=== Begin Enclosure ===
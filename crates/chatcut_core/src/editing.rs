use crate::error::{CoreError, Result};
use crate::types::*;
use uuid::Uuid;

/// Name suffix for the media copy backing the right half of a cut.
const SPLIT_COPY_SUFFIX: &str = "(second half)";

impl Timeline {
    /// An empty timeline with a single empty track.
    pub fn new(project_duration_us: TimeUs, overlap_policy: OverlapPolicy) -> Self {
        Self {
            tracks: vec![Track::new()],
            project_duration_us,
            overlap_policy,
            revision: 0,
        }
    }

    /// Every clip in resolution order: tracks first to last, each track by start.
    pub fn clips(&self) -> impl Iterator<Item = &Clip> {
        self.tracks.iter().flat_map(|t| t.clips.iter())
    }

    pub fn find_clip(&self, clip_id: Uuid) -> Option<&Clip> {
        self.clips().find(|c| c.id == clip_id)
    }

    pub fn clip(&self, clip_id: Uuid) -> Result<&Clip> {
        self.find_clip(clip_id).ok_or(CoreError::ClipNotFound(clip_id))
    }

    /// Index of the track holding `clip_id`.
    pub fn track_of(&self, clip_id: Uuid) -> Option<usize> {
        self.find_clip_location(clip_id).map(|(ti, _)| ti)
    }

    /// Change the user-configured project length. Content past the new end is kept.
    pub fn set_project_duration(&mut self, duration_us: TimeUs) -> Result<()> {
        if duration_us < TimeUs::ZERO || duration_us > MAX_PROJECT_DURATION {
            tracing::warn!(duration = %duration_us, "Project duration rejected");
            return Err(CoreError::InvalidArgument(format!(
                "project duration must lie in [0, {MAX_PROJECT_DURATION}], got {duration_us}"
            )));
        }
        self.project_duration_us = duration_us;
        self.revision += 1;
        Ok(())
    }

    /// True if every track is sorted by `(start, id)` and, under the
    /// multi-track policy, free of overlaps.
    pub fn is_consistent(&self) -> bool {
        self.tracks.iter().all(|track| {
            track.clips.windows(2).all(|w| {
                let ordered = (w[0].track_start_us, w[0].id) <= (w[1].track_start_us, w[1].id);
                let disjoint = self.overlap_policy == OverlapPolicy::SingleTrack || !w[0].overlaps(&w[1]);
                ordered && disjoint
            })
        })
    }

    /// Find the (track_index, clip_index) for a given clip id.
    fn find_clip_location(&self, clip_id: Uuid) -> Option<(usize, usize)> {
        for (ti, track) in self.tracks.iter().enumerate() {
            for (ci, clip) in track.clips.iter().enumerate() {
                if clip.id == clip_id {
                    return Some((ti, ci));
                }
            }
        }
        None
    }

    fn locate(&self, clip_id: Uuid) -> Result<(usize, usize)> {
        self.find_clip_location(clip_id)
            .ok_or(CoreError::ClipNotFound(clip_id))
    }

    /// Track that a new clip lands on, appending a track if every one conflicts.
    fn placement_track(&mut self, clip: &Clip) -> usize {
        if self.tracks.is_empty() {
            self.tracks.push(Track::new());
            return 0;
        }
        if self.overlap_policy == OverlapPolicy::SingleTrack {
            return 0;
        }
        match self.tracks.iter().position(|t| !t.conflicts_with(clip)) {
            Some(idx) => idx,
            None => {
                self.tracks.push(Track::new());
                self.tracks.len() - 1
            }
        }
    }

    /// Swap in a rebuilt clip list for one track. The track is never edited
    /// element by element.
    fn commit_track(&mut self, track_idx: usize, mut clips: Vec<Clip>) {
        sort_clips(&mut clips);
        self.tracks[track_idx].clips = clips;
        self.revision += 1;
    }
}

impl Project {
    /// Drop `media_id` onto the timeline at `drop_position_us`.
    ///
    /// The clip spans the whole media and starts at the drop position clamped
    /// to `[0, project duration]`. Returns the new clip's id.
    pub fn add_clip(&mut self, media_id: Uuid, drop_position_us: TimeUs) -> Result<Uuid> {
        let media = self.media.get(media_id)?;
        if media.duration_us <= TimeUs::ZERO {
            return Err(CoreError::InvalidArgument(format!(
                "media {media_id} has no duration"
            )));
        }

        let project_end = self.timeline.project_duration_us.max(TimeUs::ZERO);
        let start = drop_position_us.clamp(TimeUs::ZERO, project_end);
        let mut clip = Clip::new(media_id, start, media.duration_us);
        clip.annotations = media.annotations.clone();
        let clip_id = clip.id;

        let track_idx = self.timeline.placement_track(&clip);
        let mut clips = self.timeline.tracks[track_idx].clips.clone();
        clips.push(clip);
        self.timeline.commit_track(track_idx, clips);

        tracing::debug!(clip_id = %clip_id, media_id = %media_id, start = %start, track = track_idx, "Clip added");
        Ok(clip_id)
    }

    /// Move a clip so it starts at `new_start_us`, pinned to
    /// `[0, project duration - clip duration]`.
    pub fn move_clip(&mut self, clip_id: Uuid, new_start_us: TimeUs) -> Result<TimeUs> {
        let (track_idx, clip_idx) = self.timeline.locate(clip_id)?;
        let track = &self.timeline.tracks[track_idx];
        let clip = &track.clips[clip_idx];

        let latest_start = (self.timeline.project_duration_us - clip.duration_us).max(TimeUs::ZERO);
        let start = new_start_us.clamp(TimeUs::ZERO, latest_start);

        let mut moved = clip.clone();
        moved.track_start_us = start;

        if self.timeline.overlap_policy == OverlapPolicy::MultiTrack {
            if let Some(other) = track.clips.iter().find(|c| c.id != clip_id && c.overlaps(&moved)) {
                return Err(CoreError::InvalidArgument(format!(
                    "moving clip {clip_id} to {start} would overlap clip {}",
                    other.id
                )));
            }
        }

        let clips: Vec<Clip> = track
            .clips
            .iter()
            .map(|c| if c.id == clip_id { moved.clone() } else { c.clone() })
            .collect();
        self.timeline.commit_track(track_idx, clips);

        tracing::debug!(clip_id = %clip_id, start = %start, "Clip moved");
        Ok(start)
    }

    /// Split a clip `cut_point_us` into its duration.
    ///
    /// The left half keeps the original media; the right half references a
    /// fresh hidden copy so the halves can be transformed independently. Both
    /// halves get new ids. Returns `(left, right)`.
    pub fn cut_clip(&mut self, clip_id: Uuid, cut_point_us: TimeUs) -> Result<(Uuid, Uuid)> {
        let (track_idx, clip_idx) = self.timeline.locate(clip_id)?;
        let clip = self.timeline.tracks[track_idx].clips[clip_idx].clone();

        if cut_point_us <= TimeUs::ZERO || cut_point_us >= clip.duration_us {
            return Err(CoreError::InvalidArgument(format!(
                "cut point {cut_point_us} must lie strictly inside clip {clip_id} (duration {})",
                clip.duration_us
            )));
        }

        let copy_id = self.media.duplicate(clip.media_id, SPLIT_COPY_SUFFIX)?;
        let (left_ann, right_ann) = clip.annotations.split_at(cut_point_us.ceil_seconds());

        let left = Clip {
            id: Uuid::now_v7(),
            media_id: clip.media_id,
            track_start_us: clip.track_start_us,
            duration_us: cut_point_us,
            source_offset_us: clip.source_offset_us,
            annotations: left_ann,
        };
        let right = Clip {
            id: Uuid::now_v7(),
            media_id: copy_id,
            track_start_us: clip.track_start_us + cut_point_us,
            duration_us: clip.duration_us - cut_point_us,
            source_offset_us: clip.source_offset_us + cut_point_us,
            annotations: right_ann,
        };
        let ids = (left.id, right.id);

        let mut clips = self.timeline.tracks[track_idx].clips.clone();
        clips.splice(clip_idx..=clip_idx, [left, right]);
        self.timeline.commit_track(track_idx, clips);

        tracing::debug!(clip_id = %clip_id, left = %ids.0, right = %ids.1, media_copy = %copy_id, "Clip cut");
        Ok(ids)
    }

    /// Remove a clip from its track. Returns the removed clip.
    pub fn delete_clip(&mut self, clip_id: Uuid) -> Result<Clip> {
        let (track_idx, clip_idx) = self.timeline.locate(clip_id)?;
        let mut clips = self.timeline.tracks[track_idx].clips.clone();
        let removed = clips.remove(clip_idx);
        self.timeline.commit_track(track_idx, clips);

        tracing::debug!(clip_id = %clip_id, "Clip deleted");
        Ok(removed)
    }

    /// Point a clip at a different media record, keeping all timing fields.
    pub fn replace_clip_media(&mut self, clip_id: Uuid, new_media_id: Uuid) -> Result<()> {
        let (track_idx, _) = self.timeline.locate(clip_id)?;
        if !self.media.contains(new_media_id) {
            return Err(CoreError::MediaNotFound(new_media_id));
        }

        let clips: Vec<Clip> = self.timeline.tracks[track_idx]
            .clips
            .iter()
            .map(|c| {
                if c.id == clip_id {
                    Clip {
                        media_id: new_media_id,
                        ..c.clone()
                    }
                } else {
                    c.clone()
                }
            })
            .collect();
        self.timeline.commit_track(track_idx, clips);

        tracing::debug!(clip_id = %clip_id, media_id = %new_media_id, "Clip media replaced");
        Ok(())
    }
}

/// Ascending by start; equal starts fall back to creation order.
fn sort_clips(clips: &mut [Clip]) {
    clips.sort_by(|a, b| {
        a.track_start_us
            .cmp(&b.track_start_us)
            .then_with(|| a.id.cmp(&b.id))
    });
}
=== End Enclosure ===
→ Exercise directions
Determine which lines above include the word "CoreError", and report those lines in full.

→ Response for this exercise
use crate::error::{CoreError, Result};
        self.find_clip(clip_id).ok_or(CoreError::ClipNotFound(clip_id))
            return Err(CoreError::InvalidArgument(format!(
            .ok_or(CoreError::ClipNotFound(clip_id))
            return Err(CoreError::InvalidArgument(format!(
                return Err(CoreError::InvalidArgument(format!(
            return Err(CoreError::InvalidArgument(format!(
            return Err(CoreError::MediaNotFound(new_media_id));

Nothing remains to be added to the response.